Surgery remains the primary modality for treating Crohn's disease (CD) strictures. Literature on stricture characteristics that predict aggressive disease course is very limited. We hypothesized that CT enterography (CTE)- and MR enterography (MRE)- based characteristics can predict the need for surgery in stricturing CD. A historical cohort study was performed on CD patients who underwent CTE or MRE in 2009 in our IBD Center and were confirmed to have strictures. Imaging characteristics such as stricture length, number, location, proximal bowel dilation, the presence of fistula, inflammatory mass or abscess, mucosal hyperenhancement and bowel wall thickening were abstracted from radiology reports. Kaplan-Meier and Cox Proportional Hazards models were used to predict the need for surgery. In our study cohort of 164 patients (mean age 38.4 ± 15 years, 56.7 % females), 87 (54%) had surgery with a median follow-up of 607 days. Univariate analysis showed that patients with earlier disease onset (Montreal A1 or A2), fistulizing disease, mesenteric stranding, proximal bowel dilation >3 centimeter, mass or abscess were significantly more likely to have surgery. In contrast, length and number of strictures, bowel wall thickening or mucosal hyperenhancement were not significant predictors of surgery. An enterography-based cumulative risk-score derived from multivariate analysis was successfully able to differentiate strictures at different risk for surgery (p<0.0001) (see Figure). Surgery-free survival for patients stratified by enterography-based cumulative risk score (p<0.0001).
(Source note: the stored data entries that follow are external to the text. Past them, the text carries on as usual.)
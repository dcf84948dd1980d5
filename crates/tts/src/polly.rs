//! Amazon Polly over its REST API
//!
//! Voices are resolved against the region's catalog before synthesis: the
//! engine is `neural` when the voice supports it, and a rejected request is
//! retried once with the other engine.

use async_trait::async_trait;
use chrono::Utc;
use landing_judge_config::Settings;
use landing_judge_core::{
    ProviderKind, Result, SpeechSynthesizer, SynthesisRequest, SynthesizedAudio, TtsError,
    VoiceInfo,
};
use parking_lot::Mutex;
use serde::Deserialize;
use std::time::Duration;

use crate::sigv4::{self, Credentials, SigningRequest};

pub const ENGINE_NEURAL: &str = "neural";
pub const ENGINE_STANDARD: &str = "standard";

const SERVICE: &str = "polly";

#[derive(Debug, Clone)]
pub struct PollyConfig {
    pub credentials: Credentials,
    pub region: String,
    /// Overrides `https://polly.{region}.amazonaws.com`
    pub endpoint: Option<String>,
    pub timeout: Duration,
}

impl PollyConfig {
    pub fn from_settings(settings: &Settings) -> Self {
        Self {
            credentials: Credentials {
                access_key_id: settings.aws_access_key_id.clone(),
                secret_access_key: settings.aws_secret_access_key.clone(),
                session_token: Some(settings.aws_session_token.clone()).filter(|t| !t.is_empty()),
            },
            region: settings.aws_region.clone(),
            endpoint: None,
            timeout: Duration::from_millis(
                landing_judge_config::constants::tts::REQUEST_TIMEOUT_MS,
            ),
        }
    }

    fn base_url(&self) -> String {
        self.endpoint
            .clone()
            .unwrap_or_else(|| format!("https://polly.{}.amazonaws.com", self.region))
    }
}

pub struct PollySynthesizer {
    config: PollyConfig,
    client: reqwest::Client,
    /// Voice catalog for `config.region`, fetched once
    catalog: Mutex<Option<Vec<VoiceInfo>>>,
}

impl PollySynthesizer {
    pub fn new(config: PollyConfig) -> Self {
        let client = reqwest::Client::builder()
            .timeout(config.timeout)
            .build()
            .unwrap_or_default();
        Self {
            config,
            client,
            catalog: Mutex::new(None),
        }
    }

    pub fn region(&self) -> &str {
        &self.config.region
    }

    /// Region catalog, cached after the first successful fetch
    pub async fn catalog(&self) -> Result<Vec<VoiceInfo>> {
        let cached = self.catalog.lock().clone();
        if let Some(voices) = cached {
            return Ok(voices);
        }
        let voices = self.describe_voices().await?;
        *self.catalog.lock() = Some(voices.clone());
        Ok(voices)
    }

    async fn describe_voices(&self) -> Result<Vec<VoiceInfo>> {
        let mut voices = Vec::new();
        let mut next_token: Option<String> = None;

        loop {
            let mut query: Vec<(&str, &str)> = Vec::new();
            if let Some(token) = next_token.as_deref() {
                query.push(("NextToken", token));
            }
            let body = self.send("GET", "/v1/voices", &query, Vec::new()).await?;
            let page: DescribeVoicesResponse = serde_json::from_slice(&body)
                .map_err(|e| TtsError::InvalidResponse(format!("voices: {e}")))?;

            voices.extend(page.voices.into_iter().map(|v| VoiceInfo {
                name: v.name.unwrap_or_else(|| v.id.clone()),
                id: v.id,
                language_code: v.language_code.unwrap_or_default(),
                language_name: v.language_name.unwrap_or_default(),
                engines: v.supported_engines,
                provider: ProviderKind::Polly,
            }));

            match page.next_token.filter(|t| !t.is_empty()) {
                Some(token) => next_token = Some(token),
                None => break,
            }
        }

        voices.sort_by(|a, b| a.id.cmp(&b.id));
        tracing::debug!(region = %self.config.region, count = voices.len(), "Fetched Polly voices");
        Ok(voices)
    }

    async fn synthesize_once(&self, request: &SynthesisRequest) -> Result<Vec<u8>> {
        let body = serde_json::to_vec(&SynthesizeSpeechBody {
            engine: &request.engine,
            output_format: &request.format,
            text: &request.text,
            text_type: "text",
            voice_id: &request.voice,
        })
        .map_err(|e| TtsError::InvalidResponse(e.to_string()))?;
        self.send("POST", "/v1/speech", &[], body).await
    }

    async fn send(
        &self,
        method: &str,
        path: &str,
        query: &[(&str, &str)],
        body: Vec<u8>,
    ) -> Result<Vec<u8>> {
        let base = self.config.base_url();
        let host = base
            .split("://")
            .nth(1)
            .unwrap_or(&base)
            .trim_end_matches('/')
            .to_string();
        let headers = sigv4::sign(
            &SigningRequest {
                method,
                host: &host,
                path,
                query,
                payload: &body,
                region: &self.config.region,
                service: SERVICE,
            },
            &self.config.credentials,
            Utc::now(),
        )?;

        let mut url = format!("{}{path}", base.trim_end_matches('/'));
        if !query.is_empty() {
            url.push('?');
            url.push_str(&sigv4::canonical_query(query));
        }

        let method = reqwest::Method::from_bytes(method.as_bytes())
            .map_err(|e| TtsError::Http(e.to_string()))?;
        let mut builder = self.client.request(method, &url);
        for (name, value) in headers {
            builder = builder.header(name, value);
        }
        if !body.is_empty() {
            builder = builder
                .header(reqwest::header::CONTENT_TYPE, "application/json")
                .body(body);
        }

        let response = builder
            .send()
            .await
            .map_err(|e| TtsError::Http(format!("polly: {e}")))?;
        let status = response.status();
        let bytes = response
            .bytes()
            .await
            .map_err(|e| TtsError::Http(format!("polly: {e}")))?;

        if status.is_client_error() {
            return Err(TtsError::Rejected {
                provider: "polly",
                status: status.as_u16(),
                message: error_message(&bytes),
            });
        }
        if !status.is_success() {
            return Err(TtsError::Http(format!(
                "polly returned {status}: {}",
                error_message(&bytes)
            )));
        }
        Ok(bytes.to_vec())
    }
}

#[async_trait]
impl SpeechSynthesizer for PollySynthesizer {
    fn kind(&self) -> ProviderKind {
        ProviderKind::Polly
    }

    fn is_available(&self) -> bool {
        !self.config.credentials.access_key_id.is_empty()
            && !self.config.credentials.secret_access_key.is_empty()
    }

    async fn prepare(&self, request: SynthesisRequest) -> SynthesisRequest {
        let catalog = match self.catalog().await {
            Ok(catalog) => catalog,
            Err(e) => {
                tracing::warn!(error = %e, "Polly voice catalog unavailable, using voice as given");
                Vec::new()
            }
        };
        let voice = sanitize_voice_id(&request.voice, &catalog);
        let engine = pick_engine(&voice, &catalog).to_string();
        SynthesisRequest {
            voice,
            engine,
            region: self.config.region.clone(),
            ..request
        }
    }

    async fn synthesize(&self, request: &SynthesisRequest) -> Result<SynthesizedAudio> {
        if !self.is_available() {
            return Err(TtsError::not_configured("polly", "AWS credentials missing"));
        }

        let (bytes, engine) = match self.synthesize_once(request).await {
            Ok(bytes) => (bytes, request.engine.clone()),
            Err(e) if e.is_rejection() => {
                let alternate = alternate_engine(&request.engine);
                tracing::info!(
                    voice = %request.voice,
                    engine = %request.engine,
                    alternate,
                    error = %e,
                    "Polly rejected engine, retrying"
                );
                let bytes = self.synthesize_once(&request.with_engine(alternate)).await?;
                (bytes, alternate.to_string())
            }
            Err(e) => return Err(e),
        };

        if bytes.is_empty() {
            return Err(TtsError::InvalidResponse("polly returned no audio".to_string()));
        }
        Ok(SynthesizedAudio {
            bytes,
            extension: extension_for_format(&request.format).to_string(),
            engine,
        })
    }

    async fn list_voices(&self) -> Result<Vec<VoiceInfo>> {
        self.catalog().await
    }
}

/// Resolve a configured voice (possibly a rich UI label) to a catalog id
///
/// Exact id, else a catalog id contained in the label, else the longest
/// purely alphabetic token of the label.
pub fn sanitize_voice_id(raw: &str, catalog: &[VoiceInfo]) -> String {
    let s = raw.trim();
    if s.is_empty() {
        return String::new();
    }
    if catalog.iter().any(|v| v.id == s) {
        return s.to_string();
    }
    if let Some(voice) = catalog
        .iter()
        .filter(|v| !v.id.is_empty() && s.contains(v.id.as_str()))
        .max_by_key(|v| v.id.len())
    {
        return voice.id.clone();
    }

    let mut best: Option<&str> = None;
    for token in s.split(|c: char| c.is_whitespace() || c == '•' || c == '·') {
        if token.is_empty() || !token.chars().all(char::is_alphabetic) {
            continue;
        }
        if best.map_or(true, |b| token.chars().count() > b.chars().count()) {
            best = Some(token);
        }
    }
    best.unwrap_or(s).to_string()
}

/// `neural` when the catalog says the voice supports it
///
/// With no catalog the engine is unknown; `neural` is tried first and the
/// rejection retry covers standard-only voices.
pub fn pick_engine(voice: &str, catalog: &[VoiceInfo]) -> &'static str {
    if catalog.is_empty() {
        return ENGINE_NEURAL;
    }
    let supports_neural = catalog
        .iter()
        .find(|v| v.id == voice)
        .is_some_and(|v| v.engines.iter().any(|e| e == ENGINE_NEURAL));
    if supports_neural {
        ENGINE_NEURAL
    } else {
        ENGINE_STANDARD
    }
}

pub fn alternate_engine(engine: &str) -> &'static str {
    if engine == ENGINE_NEURAL {
        ENGINE_STANDARD
    } else {
        ENGINE_NEURAL
    }
}

pub fn extension_for_format(format: &str) -> &str {
    match format {
        "ogg_vorbis" => "ogg",
        "pcm" => "pcm",
        "mp3" => "mp3",
        other => other,
    }
}

fn error_message(body: &[u8]) -> String {
    #[derive(Deserialize)]
    struct ErrorBody {
        #[serde(alias = "Message")]
        message: Option<String>,
    }
    serde_json::from_slice::<ErrorBody>(body)
        .ok()
        .and_then(|b| b.message)
        .unwrap_or_else(|| String::from_utf8_lossy(body).chars().take(200).collect())
}

#[derive(serde::Serialize)]
#[serde(rename_all = "PascalCase")]
struct SynthesizeSpeechBody<'a> {
    engine: &'a str,
    output_format: &'a str,
    text: &'a str,
    text_type: &'a str,
    voice_id: &'a str,
}

#[derive(Deserialize)]
#[serde(rename_all = "PascalCase")]
struct DescribeVoicesResponse {
    #[serde(default)]
    voices: Vec<PollyVoice>,
    next_token: Option<String>,
}

#[derive(Deserialize)]
#[serde(rename_all = "PascalCase")]
struct PollyVoice {
    id: String,
    name: Option<String>,
    language_code: Option<String>,
    language_name: Option<String>,
    #[serde(default)]
    supported_engines: Vec<String>,
}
Scores “0” and “1” represent low-risk strictures and scores >= “2” represent high-risk strictures Certain CTE or MRE characteristics can predict the need for surgery in patients with stricturing CD. These characteristics can be used to develop a novel stricture severity score (SSS) that can allow prognostication and optimal decision making in patients with structuring CD at the point-of-care.